Nevertheless, Abel and other lawyers said such an inquiry usually is the beginning of at least a limited research project. They look through orders, measuring how long the judge on their case has taken to rule in similar matters, and they use what they find to offer clients a general idea of what to expect based on past performance.
But that sort of information now may be just a few clicks away. Bloomberg Law last month announced the addition to its subscription services of Litigation Analytics, which provides searchable performance measures for district court judges.
“The main idea behind this is predictive analytics,” said Darby Green, a former litigator who is commercial product director for Bloomberg Law. “It’s enabling lawyers to help formulate their strategy and better predict outcomes, time and costs.
“We’re the first and only source for this kind of information,” she said.
Data, sliced and diced
Litigation Analytics will tell you this, for instance, about Chief Judge Philip Simon of the U.S. District Court for the Northern District of Indiana: He takes, on average, a bit more than a year to rule in employment cases; the firm of Christopher C. Myers & Associates most frequently appears in cases before him; and he gets affirmed in 73.7 percent of all appeals, reversed in 15.8 percent, and affirmed in part and reversed in part in 10.5 percent.

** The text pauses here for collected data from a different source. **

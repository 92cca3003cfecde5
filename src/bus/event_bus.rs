//! # Typed publish/subscribe bus with a caller-driven dispatch loop.
//!
//! [`EventBus`] decouples producers and consumers inside one process.
//! [`broadcast`](EventBus::broadcast) never invokes handlers: it enqueues one
//! deferred closure per registered handler onto an internal FIFO execution
//! queue, and whichever thread drives [`run`](EventBus::run) /
//! [`run_until_empty`](EventBus::run_until_empty) executes them.
//!
//! ## Architecture
//! ```text
//! broadcast(ev)                          driver thread(s)
//!   │ look up handlers for typeof(ev)      │
//!   │ enqueue one closure per handler ───► [execution queue (FIFO)] ─► run()
//!   ▼                                      │  closure = handler + Arc<ev>
//! returns immediately                      ▼
//!                                        handler(&ev)   (panic-contained,
//!                                                        latency-recorded)
//! ```
//!
//! ## Rules
//! - `broadcast` never blocks the caller; zero handlers for a type is a
//!   no-op returning 0.
//! - Handlers for one type run in subscription order when drained
//!   single-threaded.
//! - A panicking handler is logged once and never affects siblings or the
//!   drive loop.
//! - `stop()` interrupts the execution queue so blocked `run()` calls
//!   return `false`.

use std::sync::Arc;
use std::sync::atomic::{AtomicBool, Ordering};

use crate::queue::LinkedBlockingQueue;

use super::handlers::Registry;
use super::timing::render_report;

/// Deferred handler invocation produced by `broadcast`.
type Deferred = Box<dyn FnOnce() + Send>;

/// Typed publish/subscribe registry with an internal execution queue.
///
/// Cheap to share behind an `Arc`; every method takes `&self`. Subscriber
/// records live until the bus is dropped — there is no unsubscribe.
///
/// # Example
/// ```
/// use threadkit::EventBus;
///
/// struct Greeting(&'static str);
///
/// let bus = EventBus::new();
/// bus.subscribe::<Greeting, _>("printer", |g| println!("{}", g.0));
/// bus.broadcast(Greeting("hello"));
/// bus.run_until_empty();
/// ```
pub struct EventBus {
    registry: Registry,
    execution_queue: LinkedBlockingQueue<Deferred>,
    running: AtomicBool,
}

impl Default for EventBus {
    fn default() -> Self {
        Self::new()
    }
}

impl EventBus {
    /// Creates a bus in the running state.
    pub fn new() -> Self {
        Self {
            registry: Registry::default(),
            execution_queue: LinkedBlockingQueue::new(),
            running: AtomicBool::new(true),
        }
    }

    /// Registers a named handler for event type `E`.
    ///
    /// Multiple handlers per type are allowed; within a type they are
    /// invoked in subscription order. Subscriptions to distinct types are
    /// independent.
    pub fn subscribe<E, F>(&self, name: impl Into<String>, handler: F)
    where
        E: Send + Sync + 'static,
        F: Fn(&E) + Send + Sync + 'static,
    {
        self.registry.subscribe::<E, F>(name.into(), handler);
    }

    /// Enqueues one deferred invocation per handler registered for `E`'s
    /// runtime type and returns the handler count.
    ///
    /// Never invokes handlers synchronously and never blocks. The event is
    /// shared across the enqueued closures behind an `Arc`.
    pub fn broadcast<E: Send + Sync + 'static>(&self, event: E) -> usize {
        let handlers = self.registry.handlers_for::<E>();
        if handlers.is_empty() {
            return 0;
        }

        let event = Arc::new(event);
        let count = handlers.len();
        for handler in handlers {
            let event = Arc::clone(&event);
            self.execution_queue
                .add(Box::new(move || handler.invoke(event.as_ref())));
        }
        count
    }

    /// Drains the execution queue on the calling thread until it is empty.
    /// Does not block when the queue is already empty.
    pub fn run_until_empty(&self) {
        while let Some(op) = self.execution_queue.poll() {
            op();
        }
    }

    /// Executes at most one deferred invocation, blocking until one is
    /// available or [`stop`](Self::stop) is signaled.
    ///
    /// Returns `true` when an invocation executed, `false` when woken by
    /// shutdown with the queue still empty.
    pub fn run(&self) -> bool {
        match self
            .execution_queue
            .take(|| !self.running.load(Ordering::Acquire))
        {
            Some(op) => {
                op();
                true
            }
            None => false,
        }
    }

    /// Marks the bus running so [`run`](Self::run) blocks for work again.
    pub fn start(&self) {
        self.running.store(true, Ordering::Release);
    }

    /// Clears the running flag and interrupts the execution queue; every
    /// blocked [`run`](Self::run) returns `false` once the queue drains.
    pub fn stop(&self) {
        self.running.store(false, Ordering::Release);
        self.execution_queue.interrupt_blocking();
    }

    /// Number of deferred invocations not yet executed.
    pub fn pending(&self) -> usize {
        self.execution_queue.len()
    }

    /// Formatted per-(event type, handler) latency report, sorted by
    /// descending average, ties by handler name then event-type name.
    pub fn timing_report(&self) -> String {
        render_report(&self.registry.stats_snapshot())
    }
}

#[cfg(test)]
mod tests {
    use super::*;
    use parking_lot::Mutex;
    use std::sync::atomic::AtomicUsize;
    use std::thread;
    use std::time::Duration;

    #[derive(Debug)]
    struct PointMoved {
        x: i32,
    }

    struct Unrelated;

    #[test]
    fn test_subscription_order_preserved_single_threaded() {
        let bus = EventBus::new();
        let order = Arc::new(Mutex::new(Vec::<&'static str>::new()));

        for name in ["A", "B", "C"] {
            let order = Arc::clone(&order);
            bus.subscribe::<PointMoved, _>(name, move |_| order.lock().push(name));
        }

        assert_eq!(bus.broadcast(PointMoved { x: 1 }), 3);
        bus.run_until_empty();
        assert_eq!(*order.lock(), vec!["A", "B", "C"]);
    }

    #[test]
    fn test_broadcast_without_subscribers_is_noop() {
        let bus = EventBus::new();
        bus.subscribe::<PointMoved, _>("p", |_| {});
        assert_eq!(bus.broadcast(Unrelated), 0);
        assert_eq!(bus.pending(), 0);
    }

    #[test]
    fn test_broadcast_defers_instead_of_invoking() {
        let bus = EventBus::new();
        let calls = Arc::new(AtomicUsize::new(0));
        let counter = Arc::clone(&calls);
        bus.subscribe::<PointMoved, _>("c", move |_| {
            counter.fetch_add(1, Ordering::SeqCst);
        });

        bus.broadcast(PointMoved { x: 1 });
        assert_eq!(calls.load(Ordering::SeqCst), 0);
        assert_eq!(bus.pending(), 1);

        bus.run_until_empty();
        assert_eq!(calls.load(Ordering::SeqCst), 1);
        assert_eq!(bus.pending(), 0);
    }

    #[test]
    fn test_panicking_handlers_do_not_block_siblings() {
        let bus = EventBus::new();
        let value = Arc::new(AtomicUsize::new(0));

        bus.subscribe::<PointMoved, _>("str panic", |_| panic!("testing str"));
        bus.subscribe::<PointMoved, _>("string panic", |_| {
            std::panic::panic_any("testing".to_string())
        });
        bus.subscribe::<PointMoved, _>("opaque panic", |_| std::panic::panic_any(2_i32));
        let sink = Arc::clone(&value);
        bus.subscribe::<PointMoved, _>("no issue", move |ev| {
            sink.store(ev.x as usize, Ordering::SeqCst);
        });

        bus.broadcast(PointMoved { x: 7 });
        bus.run_until_empty();
        assert_eq!(value.load(Ordering::SeqCst), 7);
    }

    #[test]
    fn test_run_executes_one_and_stop_unblocks() {
        let bus = Arc::new(EventBus::new());
        let value = Arc::new(AtomicUsize::new(0));
        let sink = Arc::clone(&value);
        bus.subscribe::<PointMoved, _>("sink", move |ev| {
            sink.store(ev.x as usize, Ordering::SeqCst);
        });

        bus.broadcast(PointMoved { x: 1 });
        bus.stop();
        // queued work still drains after stop; run returns false once empty
        while bus.run() {}
        assert_eq!(value.load(Ordering::SeqCst), 1);

        bus.start();
        bus.broadcast(PointMoved { x: 2 });
        bus.stop();
        while bus.run() {}
        assert_eq!(value.load(Ordering::SeqCst), 2);
    }

    #[test]
    fn test_stop_releases_blocked_run() {
        let bus = Arc::new(EventBus::new());
        let driver = {
            let bus = Arc::clone(&bus);
            thread::spawn(move || bus.run())
        };
        thread::sleep(Duration::from_millis(20));
        bus.stop();
        assert!(!driver.join().unwrap());
    }

    #[test]
    fn test_concurrent_broadcast_and_first_subscribe() {
        let bus = Arc::new(EventBus::new());
        let publisher = {
            let bus = Arc::clone(&bus);
            thread::spawn(move || {
                for _ in 0..500 {
                    bus.broadcast(PointMoved { x: 1 });
                }
            })
        };
        let subscriber = {
            let bus = Arc::clone(&bus);
            thread::spawn(move || {
                bus.subscribe::<PointMoved, _>("late", |_| {});
            })
        };
        publisher.join().unwrap();
        subscriber.join().unwrap();
        // no panic, no lost registry: further broadcasts reach the handler
        assert_eq!(bus.broadcast(PointMoved { x: 2 }), 1);
        bus.run_until_empty();
    }

    #[test]
    fn test_timing_report_lists_each_subscription() {
        let bus = EventBus::new();
        bus.subscribe::<PointMoved, _>("fast", |_| {});
        bus.subscribe::<PointMoved, _>("slow", |_| {
            thread::sleep(Duration::from_millis(2));
        });
        bus.broadcast(PointMoved { x: 1 });
        bus.run_until_empty();

        let report = bus.timing_report();
        assert!(report.contains("fast"), "{report}");
        assert!(report.contains("slow"), "{report}");
        let slow_at = report.find("slow").unwrap();
        let fast_at = report.find("fast").unwrap();
        assert!(slow_at < fast_at, "slow handler should sort first:\n{report}");
    }
}
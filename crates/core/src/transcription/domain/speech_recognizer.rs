use crate::audio::domain::audio_segment::AudioSegment;
use crate::transcription::domain::transcript::Transcript;

/// Domain interface for speech-to-text transcription.
///
/// Implementations run one blocking inference pass over the full audio;
/// there is no partial or streaming output.
pub trait SpeechRecognizer: Send {
    fn transcribe(&self, audio: &AudioSegment) -> Result<Transcript, Box<dyn std::error::Error>>;
}
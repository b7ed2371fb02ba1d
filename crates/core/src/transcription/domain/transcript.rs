/// One timestamped span of recognized speech.
#[derive(Clone, Debug, PartialEq)]
pub struct TranscriptSegment {
    pub text: String,
    pub start_time: f64,
    pub end_time: f64,
}

impl TranscriptSegment {
    pub fn duration(&self) -> f64 {
        self.end_time - self.start_time
    }
}

/// The ordered text output of one transcription run. Write-once: produced
/// by a recognizer, consumed by a writer, never mutated in between.
#[derive(Clone, Debug, Default, PartialEq)]
pub struct Transcript {
    segments: Vec<TranscriptSegment>,
}

impl Transcript {
    pub fn new(segments: Vec<TranscriptSegment>) -> Self {
        Self { segments }
    }

    pub fn segments(&self) -> &[TranscriptSegment] {
        &self.segments
    }

    pub fn is_empty(&self) -> bool {
        self.segments.is_empty()
    }

    /// The model's verbatim output: segment texts concatenated in order.
    /// No punctuation normalization, casing, or truncation is applied.
    pub fn text(&self) -> String {
        self.segments.iter().map(|s| s.text.as_str()).collect()
    }
}
use std::fs::File;
use std::io::Write;
use std::path::Path;

use crate::output::domain::transcript_writer::TranscriptWriter;
use crate::transcription::domain::transcript::Transcript;

/// Writes transcript text to a file with std::fs.
///
/// The file handle is scoped to the call: flushed on success and closed on
/// every exit path when it drops. Re-running against the same path
/// overwrites (last-write-wins); a failed write may leave a truncated file
/// behind, and the run result is authoritative over the file contents.
pub struct TextFileWriter;

impl TextFileWriter {
    pub fn new() -> Self {
        Self
    }
}

impl Default for TextFileWriter {
    fn default() -> Self {
        Self::new()
    }
}

impl TranscriptWriter for TextFileWriter {
    fn write(
        &self,
        path: &Path,
        transcript: &Transcript,
    ) -> Result<(), Box<dyn std::error::Error>> {
        let mut file = File::create(path)?;
        file.write_all(transcript.text().as_bytes())?;
        file.flush()?;
        Ok(())
    }
}
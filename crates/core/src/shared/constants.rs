pub const WHISPER_SAMPLE_RATE: u32 = 16000;

pub const WHISPER_MODEL_BASE_URL: &str =
    "https://huggingface.co/ggerganov/whisper.cpp/resolve/main";

/// Default directory for derived transcript paths, relative to the
/// working directory.
pub const DEFAULT_OUTPUT_DIR: &str = "output";
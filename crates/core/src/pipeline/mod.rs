pub mod invocation;
pub mod run_result;
pub mod transcribe_use_case;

Simon declined to comment for this article.
But information of that sort just scratches the surface. Cross-referenceable data sets include individual judges’ percentages for granting motions to dismiss and motions for summary judgment, as well as the law firms and companies that have appeared before judges.
For years, Bloomberg has collected and databased millions of publicly available federal court opinions in addition to the information it collects on millions of businesses. Green said that by using machine learning, the company has been able to sort opinions by judge, parties and law firms representing them.
As a result, the Litigation Analytics data can be filtered to show how judges have ruled on dispositive motions in cases where particular parties or law firms are involved.
Chief Judge Richard Young of the U.S. District Court for the Southern District of Indiana said he didn’t find much surprising about statistics on how he’s ruled on dismissal and summary judgment motions and reversal outcomes on appeal. He said the administrative office of the federal courts annually compiles stats tracking types of cases and time to disposition, for example, though that data is broken down by district courts and not individual judges.
Young didn’t see any issues with lawyers having access to this kind of information about particular judges.
“It seems to me it’s all public record anyway,” he said. “The folks at Bloomberg are just compiling all that information and putting it into a graph to make it simple to understand.”
But Abel wasn’t sure all judges would be as understanding. “My belief is, judges are probably not going to be thrilled.”
Analytics inevitable?
Ogletree Deakins Nash Smoak & Stewart P.C. shareholder Robert Seidler, like Abel, often gets asked to predict how long something might take or how a judge might be inclined to rule on a motion.
Lawyers may or may not have information at their disposal to provide to a client, but even when they do, the information is likely to be anecdotal without some time spent on research, said Seidler, who’s also president of the Indianapolis chapter of the Federal Bar Association.
Statistical data on performance ratings has been around for decades in everything from baseball to human resources, Seidler observed. Now that analytics on law firms and even individual attorneys are available on the legal-services market, he said, “It was only a matter of time before someone decided to gather this information” about judges.
“Information is power,” Seidler said. “I can imagine our clients would be very interested in that information.” Bloomberg isn’t currently tracking data on magistrate judges, and Seidler suggested that data also could be useful for lawyers and clients.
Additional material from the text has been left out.